▼
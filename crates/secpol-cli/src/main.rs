//! CLI entry point for secpol.
//!
//! This module is intentionally thin: it handles argument parsing, I/O, logging setup and
//! exit codes. All business logic lives in the `secpol-app` crate.

use anyhow::Context;
use camino::{Utf8Path, Utf8PathBuf};
use clap::{Parser, Subcommand};
use secpol_app::{
    CheckInput, ExplainOutput, format_explanation, format_lsm, format_not_found, format_policies,
    parse_report_json, render_markdown, render_text, run_check, run_explain, run_fix,
    run_policies, serialize_report, serialize_target, verdict_exit_code,
};
use secpol_settings::Overrides;

#[derive(Parser, Debug)]
#[command(
    name = "secpol",
    version,
    about = "Security policy compliance checks for installed systems"
)]
struct Cli {
    /// Path to secpol config TOML. A missing file means defaults.
    #[arg(long, default_value = "secpol.toml")]
    config: Utf8PathBuf,

    /// Only evaluate rules of this scope (storage|network|firewall|bootloader|all).
    #[arg(long)]
    scope: Option<String>,

    /// Evaluate rules that are marked as disabled too.
    #[arg(long)]
    include_disabled: bool,

    /// Enable a policy by id, on top of config and environment (repeatable).
    #[arg(long = "policy", value_name = "ID")]
    policies: Vec<String>,

    /// Disable a rule by name (repeatable).
    #[arg(long = "disable-rule", value_name = "NAME")]
    disabled_rules: Vec<String>,

    /// Override when issues fail the run (any|none).
    #[arg(long)]
    fail_on: Option<String>,

    /// ssg-apply file with a profile and disabled rules. Skipped when missing.
    #[arg(long)]
    ssg_apply: Option<Utf8PathBuf>,

    #[command(subcommand)]
    cmd: Commands,
}

#[derive(Subcommand, Debug)]
enum Commands {
    /// Evaluate the enabled policies against a target snapshot and write a report.
    Check {
        /// Target snapshot JSON.
        #[arg(long)]
        target: Utf8PathBuf,

        #[command(flatten)]
        out: ReportArgs,
    },

    /// Remediate failing rules, write the fixed snapshot, then report what is left.
    Fix {
        /// Target snapshot JSON.
        #[arg(long)]
        target: Utf8PathBuf,

        /// Where to write the fixed snapshot (defaults to `--target`).
        #[arg(long)]
        target_out: Option<Utf8PathBuf>,

        #[command(flatten)]
        out: ReportArgs,
    },

    /// List known policies with their state and rules, then the security module settings.
    Policies,

    /// Render markdown from an existing JSON report.
    Md {
        /// Path to the JSON report file.
        #[arg(long, default_value = "artifacts/secpol/report.json")]
        report: Utf8PathBuf,

        /// Where to write the Markdown output (if not specified, prints to stdout).
        #[arg(long, short)]
        output: Option<Utf8PathBuf>,
    },

    /// Explain a rule id or rule name with remediation guidance.
    Explain {
        /// The rule id (e.g. "SLES-15-040200") or name (e.g. "partition_for_home").
        identifier: String,
    },
}

#[derive(clap::Args, Debug)]
struct ReportArgs {
    /// Where to write the JSON report.
    #[arg(long, default_value = "artifacts/secpol/report.json")]
    report_out: Utf8PathBuf,

    /// Write a Markdown report alongside the JSON.
    #[arg(long)]
    write_markdown: bool,

    /// Where to write the Markdown report (if enabled).
    #[arg(long, default_value = "artifacts/secpol/comment.md")]
    markdown_out: Utf8PathBuf,
}

fn main() -> anyhow::Result<()> {
    env_logger::Builder::from_env(env_logger::Env::default().default_filter_or("warn")).init();

    let cli = Cli::parse();

    let result = match &cli.cmd {
        Commands::Check { target, out } => cmd_check(&cli, target, None, out, false),
        Commands::Fix {
            target,
            target_out,
            out,
        } => {
            let target_out = target_out.as_deref().unwrap_or(target.as_path());
            cmd_check(&cli, target, Some(target_out), out, true)
        }
        Commands::Policies => cmd_policies(&cli).map(|()| 0),
        Commands::Md { report, output } => cmd_md(report, output.as_deref()).map(|()| 0),
        Commands::Explain { identifier } => cmd_explain(identifier),
    };

    match result {
        Ok(0) => Ok(()),
        Ok(code) => std::process::exit(code),
        Err(err) => {
            eprintln!("secpol error: {err:#}");
            std::process::exit(1);
        }
    }
}

/// Inputs shared by every command that builds a manager.
struct Loaded {
    config_text: String,
    ssg_apply_text: Option<String>,
    vars: Vec<(String, String)>,
    overrides: Overrides,
}

impl Loaded {
    fn from_cli(cli: &Cli) -> anyhow::Result<Self> {
        // Missing config is allowed (defaults apply).
        let config_text = std::fs::read_to_string(&cli.config).unwrap_or_default();

        let ssg_apply_text = match &cli.ssg_apply {
            Some(path) if path.exists() => Some(
                std::fs::read_to_string(path)
                    .with_context(|| format!("read ssg-apply file: {path}"))?,
            ),
            Some(path) => {
                log::debug!("no ssg-apply file at {path}");
                None
            }
            None => None,
        };

        let vars = std::env::vars_os()
            .filter_map(|(k, v)| Some((k.into_string().ok()?, v.into_string().ok()?)))
            .collect();

        let overrides = Overrides {
            policies: cli.policies.clone(),
            scope: cli.scope.clone(),
            include_disabled: cli.include_disabled.then_some(true),
            fail_on: cli.fail_on.clone(),
            disabled_rules: cli.disabled_rules.clone(),
        };

        Ok(Self {
            config_text,
            ssg_apply_text,
            vars,
            overrides,
        })
    }

    fn input<'a>(&'a self, target_json: &'a str) -> CheckInput<'a> {
        CheckInput {
            target_json,
            config_text: &self.config_text,
            ssg_apply_text: self.ssg_apply_text.as_deref(),
            vars: self.vars.clone(),
            overrides: self.overrides.clone(),
        }
    }
}

fn cmd_check(
    cli: &Cli,
    target: &Utf8Path,
    target_out: Option<&Utf8Path>,
    out: &ReportArgs,
    fix: bool,
) -> anyhow::Result<i32> {
    let loaded = Loaded::from_cli(cli)?;
    let target_json = std::fs::read_to_string(target)
        .with_context(|| format!("read target snapshot: {target}"))?;

    let input = loaded.input(&target_json);
    let output = if fix {
        run_fix(input)?
    } else {
        run_check(input)?
    };

    if let Some(path) = target_out {
        let bytes = serialize_target(&output.target)?;
        write_bytes(path, &bytes).context("write target snapshot")?;
        log::info!("wrote fixed target snapshot to {path}");
    }

    let data = serialize_report(&output.report)?;
    write_bytes(&out.report_out, &data).context("write report json")?;

    if out.write_markdown {
        let md = render_markdown(&output.report);
        write_bytes(&out.markdown_out, md.as_bytes()).context("write markdown")?;
    }

    print!("{}", render_text(&output.report));

    Ok(verdict_exit_code(output.report.verdict))
}

fn cmd_policies(cli: &Cli) -> anyhow::Result<()> {
    let loaded = Loaded::from_cli(cli)?;
    let output = run_policies(loaded.input(""))?;
    print!("{}", format_policies(&output.policies));
    print!("{}", format_lsm(&output.lsm));
    Ok(())
}

fn write_bytes(path: &Utf8Path, data: &[u8]) -> anyhow::Result<()> {
    if let Some(parent) = path.parent()
        && !parent.as_str().is_empty()
    {
        std::fs::create_dir_all(parent).with_context(|| format!("create directory: {parent}"))?;
    }
    std::fs::write(path, data).with_context(|| format!("write file: {path}"))?;
    Ok(())
}

fn cmd_md(report_path: &Utf8Path, output: Option<&Utf8Path>) -> anyhow::Result<()> {
    let report_text = std::fs::read_to_string(report_path)
        .with_context(|| format!("read report: {report_path}"))?;
    let report = parse_report_json(&report_text)?;
    let md = render_markdown(&report);

    if let Some(out_path) = output {
        write_bytes(out_path, md.as_bytes()).context("write markdown output")?;
    } else {
        print!("{md}");
    }

    Ok(())
}

fn cmd_explain(identifier: &str) -> anyhow::Result<i32> {
    match run_explain(identifier) {
        ExplainOutput::Found(exp) => {
            print!("{}", format_explanation(&exp));
            Ok(0)
        }
        ExplainOutput::NotFound {
            identifier,
            available_rule_ids,
            available_rule_names,
        } => {
            eprint!(
                "{}",
                format_not_found(&identifier, available_rule_ids, available_rule_names)
            );
            Ok(1)
        }
    }
}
▲
About this exercise: Take each line in the listing that has the word "parent" and copy it.

Response area:
    if let Some(parent) = path.parent()
        && !parent.as_str().is_empty()
        std::fs::create_dir_all(parent).with_context(|| format!("create directory: {parent}"))?;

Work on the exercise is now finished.